Si je veux qu’il demeure jusqu’à ce que je vienne (Jn 21)

Pour une théologie contemplative avec Thomas d'Aquin (III)

S. Thomas d'Aquin, Beato Angelico

S. Thomas d'Aquin, Beato Angelico

Soulignons maintenant quelques aspects de la manière dont saint Thomas utilise cette lumière de la fin comme cause dans toute sa recherche théologique…

Le traité De Deo uno

Tout le traité De Deo uno (1) est, dans l’ordre de la théologie scientifique, un développement fondamental de la doctrina sacra et non pas, contrairement à certaines interprétations, un développement philosophique « égaré » dans la théologie chrétienne.
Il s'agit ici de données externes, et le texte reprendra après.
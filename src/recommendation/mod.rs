//! Recommendation Module
//!
//! Greedy friend and brand suggestions for BrandGraph users.
//!
//! ## Algorithm Overview
//!
//! - **Friend suggestion**: every registered user who is neither the user nor
//!   already a friend is scored by the number of brands both follow. The highest
//!   score wins; ties go to the name that sorts last.
//! - **Brand suggestion**: every unfollowed brand is scored by how many of the
//!   user's followed brands are flagged similar to it. A score of zero is still
//!   a valid pick when nothing scores higher; ties go to the name that sorts last.

pub mod engine;
pub mod metrics;

pub use engine::{RecommendationEngine, ScoredBrand, ScoredFriend};
//! Error types for the BrandGraph engine
//!
//! Every failing operation reports one of these values to its immediate caller:
//! - `thiserror` for ergonomic error definitions
//! - Domain variants (`AlreadyExists`, `NotFound`, `InvalidArgument`) for graph operations
//! - Ambient variants for configuration, catalog loading and I/O
//! - `ErrorKind` classification so callers can branch without matching every variant

use std::borrow::Cow;
use thiserror::Error;

/// Result type alias for BrandGraph operations
pub type Result<T> = std::result::Result<T, Error>;

/// Main error type for the BrandGraph engine
#[derive(Debug, Error)]
pub enum Error {
    // ========================================================================
    // Graph Errors
    // ========================================================================
    #[error("{entity} already exists: {key}")]
    AlreadyExists { entity: &'static str, key: String },

    #[error("{entity} not found: {key}")]
    NotFound { entity: &'static str, key: String },

    #[error("Invalid argument: {message}")]
    InvalidArgument { message: Cow<'static, str> },

    // ========================================================================
    // Configuration Errors
    // ========================================================================
    #[error("Invalid configuration value for {key}: {message}")]
    InvalidConfig {
        key: &'static str,
        message: Cow<'static, str>,
    },

    #[error("TOML configuration error: {0}")]
    Toml(#[from] toml::de::Error),

    // ========================================================================
    // Catalog Loading Errors
    // ========================================================================
    #[error("Malformed brand catalog at line {line}: {message}")]
    CatalogFormat {
        line: usize,
        message: Cow<'static, str>,
    },

    #[error("I/O error: {0}")]
    Io(#[from] std::io::Error),

    // ========================================================================
    // Generic Errors
    // ========================================================================
    #[error("{0}")]
    Other(#[from] anyhow::Error),
}

/// Coarse classification of an [`Error`]
#[derive(Debug, Clone, Copy, PartialEq, Eq)]
pub enum ErrorKind {
    AlreadyExists,
    NotFound,
    InvalidArgument,
    Config,
    Io,
    Internal,
}

impl Error {
    // ========================================================================
    // Constructors for common error patterns
    // ========================================================================

    /// Create an already-exists error
    pub fn already_exists(entity: &'static str, key: impl Into<String>) -> Self {
        Self::AlreadyExists {
            entity,
            key: key.into(),
        }
    }

    /// Create a not found error
    pub fn not_found(entity: &'static str, key: impl Into<String>) -> Self {
        Self::NotFound {
            entity,
            key: key.into(),
        }
    }

    /// Create an invalid argument error
    pub fn invalid_argument(message: impl Into<Cow<'static, str>>) -> Self {
        Self::InvalidArgument {
            message: message.into(),
        }
    }

    /// Create a catalog format error for a 1-based line number
    pub fn catalog_format(line: usize, message: impl Into<Cow<'static, str>>) -> Self {
        Self::CatalogFormat {
            line,
            message: message.into(),
        }
    }

    // ========================================================================
    // Error Classification
    // ========================================================================

    pub fn kind(&self) -> ErrorKind {
        match self {
            Error::AlreadyExists { .. } => ErrorKind::AlreadyExists,
            Error::NotFound { .. } => ErrorKind::NotFound,
            Error::InvalidArgument { .. } => ErrorKind::InvalidArgument,
            Error::InvalidConfig { .. } | Error::Toml(_) | Error::CatalogFormat { .. } => {
                ErrorKind::Config
            }
            Error::Io(_) => ErrorKind::Io,
            Error::Other(_) => ErrorKind::Internal,
        }
    }

    /// Stable error code for presentation layers
    pub fn error_code(&self) -> &'static str {
        match self {
            Error::AlreadyExists { .. } => "ALREADY_EXISTS",
            Error::NotFound { .. } => "NOT_FOUND",
            Error::InvalidArgument { .. } => "INVALID_ARGUMENT",
            Error::InvalidConfig { .. } | Error::Toml(_) => "CONFIG_ERROR",
            Error::CatalogFormat { .. } => "CATALOG_FORMAT",
            Error::Io(_) => "IO_ERROR",
            Error::Other(_) => "INTERNAL_ERROR",
        }
    }
}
Saint Thomas le souligne suffisamment au début de la Somme théologique : la doctrina sacra « diffère génériquement de la théologie que l’on pose comme une partie de la philosophie (2)» et que l’on a appelée, d’une façon fort maladroite, la théologie naturelle (3). En réalité, c’est à l’intérieur de son regard théologique de croyant, adhérant au mystère révélé, que saint Thomas, dans une perspective critique, regarde la capacité de l’intelligence humaine « face à Dieu ». De quelle manière est-elle, ou non, capax Dei ? En effet, si l’intelligence humaine n’était pas capable de s’élever par elle-même jusqu’à une connaissance de Dieu, et d’abord à la découverte de son existence, elle ne pourrait pas coopérer avec la foi pour développer une véritable théologie scientifique et ainsi expliciter, dans un ordre d’intelligibilité (secundum ordinem doctrinae), la vérité que Dieu enseigne à l’homme par sa parole (4) Le labeur de la théologie scientifique est bien d’ordonner le jugement sapiential de notre intelligence à l’intérieur de la foi ; cela se réalise premièrement en distinguant dans la parole de Dieu ce qui est dit de Dieu d’une façon propre, de ce qui est dit d’une façon métaphorique (5). Or, cela ne peut se faire sans saisir radicalement que l’intelligence humaine peut affirmer quelque chose de vrai au sujet de Dieu d’une façon positive (6). Sans pouvoir saisir ce qu’est Dieu, notre intelligence est capable d’un jugement contemplatif analogique sur son mystère. Et la parole de Dieu, étant adressée aux hommes pour qu’ils la reçoivent dans la foi, présuppose et respecte ce mode de connaissance dont l’homme est capable au sujet de Dieu (7). Cela signifie que le jugement de foi ne détruit pas le jugement dont notre intelligence est capable par elle-même au sujet de Dieu à partir des réalités créées.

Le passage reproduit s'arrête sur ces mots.